> **Task prompt**: Work out how many lines in the following entries contain the string "enumerate", and write only that number.
(Data to use Opens)
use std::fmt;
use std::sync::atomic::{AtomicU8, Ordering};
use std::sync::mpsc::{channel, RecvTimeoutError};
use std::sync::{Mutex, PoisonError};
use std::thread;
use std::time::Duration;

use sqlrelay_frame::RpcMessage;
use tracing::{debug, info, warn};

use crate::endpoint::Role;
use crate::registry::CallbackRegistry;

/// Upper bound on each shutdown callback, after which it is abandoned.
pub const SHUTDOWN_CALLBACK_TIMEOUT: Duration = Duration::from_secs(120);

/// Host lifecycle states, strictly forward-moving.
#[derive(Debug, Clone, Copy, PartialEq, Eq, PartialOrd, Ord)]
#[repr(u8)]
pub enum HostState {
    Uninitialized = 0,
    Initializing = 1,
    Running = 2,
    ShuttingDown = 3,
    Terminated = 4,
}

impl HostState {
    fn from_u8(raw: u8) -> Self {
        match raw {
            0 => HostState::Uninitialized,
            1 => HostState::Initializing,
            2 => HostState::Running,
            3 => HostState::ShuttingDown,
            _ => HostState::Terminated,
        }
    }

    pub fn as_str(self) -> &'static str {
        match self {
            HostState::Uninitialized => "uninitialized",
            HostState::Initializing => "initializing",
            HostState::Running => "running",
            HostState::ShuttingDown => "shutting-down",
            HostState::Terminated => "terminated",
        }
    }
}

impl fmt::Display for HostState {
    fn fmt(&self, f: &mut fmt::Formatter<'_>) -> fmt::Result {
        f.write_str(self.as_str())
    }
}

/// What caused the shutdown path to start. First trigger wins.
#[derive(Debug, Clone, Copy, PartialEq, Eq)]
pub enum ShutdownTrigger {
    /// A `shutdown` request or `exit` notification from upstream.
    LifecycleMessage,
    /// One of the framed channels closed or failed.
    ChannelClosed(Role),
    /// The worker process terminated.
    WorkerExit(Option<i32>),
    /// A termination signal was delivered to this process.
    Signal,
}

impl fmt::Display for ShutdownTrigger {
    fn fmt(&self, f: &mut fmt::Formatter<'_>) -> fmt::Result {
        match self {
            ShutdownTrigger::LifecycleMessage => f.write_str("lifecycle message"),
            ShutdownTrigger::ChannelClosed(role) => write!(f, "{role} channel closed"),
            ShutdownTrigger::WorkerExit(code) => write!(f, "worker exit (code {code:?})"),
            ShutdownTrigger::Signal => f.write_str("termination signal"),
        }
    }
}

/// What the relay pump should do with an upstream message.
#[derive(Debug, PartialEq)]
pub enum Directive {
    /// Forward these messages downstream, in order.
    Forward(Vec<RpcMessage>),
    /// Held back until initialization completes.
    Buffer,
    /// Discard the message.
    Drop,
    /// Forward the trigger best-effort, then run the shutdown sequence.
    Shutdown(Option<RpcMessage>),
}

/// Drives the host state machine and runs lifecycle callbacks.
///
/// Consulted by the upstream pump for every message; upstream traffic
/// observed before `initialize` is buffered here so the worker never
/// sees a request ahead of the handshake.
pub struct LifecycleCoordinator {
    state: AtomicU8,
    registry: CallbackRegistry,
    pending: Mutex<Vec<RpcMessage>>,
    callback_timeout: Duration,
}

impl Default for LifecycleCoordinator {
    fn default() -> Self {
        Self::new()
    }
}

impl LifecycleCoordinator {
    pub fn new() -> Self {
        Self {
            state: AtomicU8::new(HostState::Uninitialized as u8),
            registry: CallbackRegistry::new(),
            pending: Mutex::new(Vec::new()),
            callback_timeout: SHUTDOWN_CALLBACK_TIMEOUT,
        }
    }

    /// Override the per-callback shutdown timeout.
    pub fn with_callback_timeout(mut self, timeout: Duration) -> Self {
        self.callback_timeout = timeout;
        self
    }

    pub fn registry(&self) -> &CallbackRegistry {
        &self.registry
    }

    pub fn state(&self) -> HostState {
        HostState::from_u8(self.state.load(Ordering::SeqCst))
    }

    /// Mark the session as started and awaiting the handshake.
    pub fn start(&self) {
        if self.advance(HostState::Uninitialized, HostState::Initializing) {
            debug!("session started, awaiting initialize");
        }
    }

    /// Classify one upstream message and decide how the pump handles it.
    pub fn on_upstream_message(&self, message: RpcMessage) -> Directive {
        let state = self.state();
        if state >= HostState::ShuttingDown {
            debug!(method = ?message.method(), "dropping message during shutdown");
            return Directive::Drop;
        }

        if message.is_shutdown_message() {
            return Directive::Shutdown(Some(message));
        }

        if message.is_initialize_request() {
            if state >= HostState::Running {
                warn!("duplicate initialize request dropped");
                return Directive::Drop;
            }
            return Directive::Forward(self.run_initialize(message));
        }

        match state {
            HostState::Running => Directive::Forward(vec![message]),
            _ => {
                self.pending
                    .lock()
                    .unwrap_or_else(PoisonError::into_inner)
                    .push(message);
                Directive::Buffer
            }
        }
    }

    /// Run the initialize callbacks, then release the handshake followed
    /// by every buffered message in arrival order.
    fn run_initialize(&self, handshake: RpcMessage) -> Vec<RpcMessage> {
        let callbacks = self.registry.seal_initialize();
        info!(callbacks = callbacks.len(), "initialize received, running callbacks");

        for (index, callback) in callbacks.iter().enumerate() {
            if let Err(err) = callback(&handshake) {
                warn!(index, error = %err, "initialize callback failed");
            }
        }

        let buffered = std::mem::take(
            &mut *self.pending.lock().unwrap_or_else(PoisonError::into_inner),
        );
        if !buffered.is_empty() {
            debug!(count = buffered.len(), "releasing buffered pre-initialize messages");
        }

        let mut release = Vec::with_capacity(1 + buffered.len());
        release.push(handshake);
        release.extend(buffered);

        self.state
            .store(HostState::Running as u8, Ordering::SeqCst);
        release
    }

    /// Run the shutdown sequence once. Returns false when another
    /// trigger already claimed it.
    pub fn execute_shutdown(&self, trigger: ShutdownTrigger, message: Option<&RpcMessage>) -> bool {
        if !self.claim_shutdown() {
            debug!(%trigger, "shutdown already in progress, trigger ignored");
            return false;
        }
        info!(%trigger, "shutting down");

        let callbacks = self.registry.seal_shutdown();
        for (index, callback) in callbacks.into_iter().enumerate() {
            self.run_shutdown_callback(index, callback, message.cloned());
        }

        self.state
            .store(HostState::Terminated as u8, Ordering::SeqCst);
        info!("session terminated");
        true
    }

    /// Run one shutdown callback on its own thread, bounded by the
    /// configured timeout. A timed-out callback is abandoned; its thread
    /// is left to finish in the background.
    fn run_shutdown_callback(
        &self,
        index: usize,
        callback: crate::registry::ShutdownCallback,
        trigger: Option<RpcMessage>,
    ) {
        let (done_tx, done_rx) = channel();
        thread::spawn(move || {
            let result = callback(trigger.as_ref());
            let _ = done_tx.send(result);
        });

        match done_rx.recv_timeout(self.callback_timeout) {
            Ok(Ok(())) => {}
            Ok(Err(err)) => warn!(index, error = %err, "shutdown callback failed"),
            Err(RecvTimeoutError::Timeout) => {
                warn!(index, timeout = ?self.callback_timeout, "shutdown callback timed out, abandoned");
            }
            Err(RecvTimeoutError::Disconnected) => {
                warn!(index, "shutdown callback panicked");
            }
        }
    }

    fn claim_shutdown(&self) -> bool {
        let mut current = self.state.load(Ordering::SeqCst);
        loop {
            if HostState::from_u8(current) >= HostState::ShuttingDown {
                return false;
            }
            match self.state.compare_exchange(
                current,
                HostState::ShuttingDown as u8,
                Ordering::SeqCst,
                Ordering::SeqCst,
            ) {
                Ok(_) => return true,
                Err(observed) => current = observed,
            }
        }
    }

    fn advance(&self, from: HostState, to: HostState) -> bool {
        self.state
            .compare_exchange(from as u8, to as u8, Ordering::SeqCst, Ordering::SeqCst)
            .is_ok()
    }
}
(Data to use Closes)
(Data to use Opens)
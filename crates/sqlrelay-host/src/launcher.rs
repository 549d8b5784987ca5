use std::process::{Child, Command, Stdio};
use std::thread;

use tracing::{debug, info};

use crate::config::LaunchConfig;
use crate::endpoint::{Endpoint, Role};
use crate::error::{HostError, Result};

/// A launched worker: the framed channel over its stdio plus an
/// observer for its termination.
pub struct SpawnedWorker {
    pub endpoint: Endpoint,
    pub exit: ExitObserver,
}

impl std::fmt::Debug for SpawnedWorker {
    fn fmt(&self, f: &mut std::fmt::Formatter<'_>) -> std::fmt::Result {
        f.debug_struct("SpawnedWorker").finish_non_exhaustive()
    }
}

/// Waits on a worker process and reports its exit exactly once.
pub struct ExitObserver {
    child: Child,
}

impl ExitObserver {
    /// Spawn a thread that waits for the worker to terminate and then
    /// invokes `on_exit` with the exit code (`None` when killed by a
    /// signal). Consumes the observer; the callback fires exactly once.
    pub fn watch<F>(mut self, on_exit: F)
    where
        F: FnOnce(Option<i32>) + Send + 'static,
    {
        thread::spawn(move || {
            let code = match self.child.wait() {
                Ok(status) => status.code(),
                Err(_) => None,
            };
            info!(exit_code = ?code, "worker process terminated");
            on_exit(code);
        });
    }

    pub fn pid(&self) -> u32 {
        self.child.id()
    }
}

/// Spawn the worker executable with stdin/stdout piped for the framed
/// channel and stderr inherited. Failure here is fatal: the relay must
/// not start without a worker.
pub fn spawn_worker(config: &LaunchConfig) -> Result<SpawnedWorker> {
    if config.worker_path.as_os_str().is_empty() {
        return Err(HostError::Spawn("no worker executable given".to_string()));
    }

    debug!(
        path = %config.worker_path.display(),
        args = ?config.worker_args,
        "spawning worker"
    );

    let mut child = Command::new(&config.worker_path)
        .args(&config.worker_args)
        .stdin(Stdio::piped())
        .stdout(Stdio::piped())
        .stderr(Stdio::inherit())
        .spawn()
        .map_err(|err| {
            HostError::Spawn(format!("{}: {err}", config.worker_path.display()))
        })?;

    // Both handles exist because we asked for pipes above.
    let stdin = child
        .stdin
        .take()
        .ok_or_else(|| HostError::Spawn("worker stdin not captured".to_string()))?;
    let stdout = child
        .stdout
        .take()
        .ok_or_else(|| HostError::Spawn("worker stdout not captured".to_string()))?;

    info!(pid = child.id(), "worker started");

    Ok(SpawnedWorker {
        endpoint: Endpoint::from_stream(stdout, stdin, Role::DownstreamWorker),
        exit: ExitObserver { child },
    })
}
(Data to use Closes)
> **Response to the exercise**: 2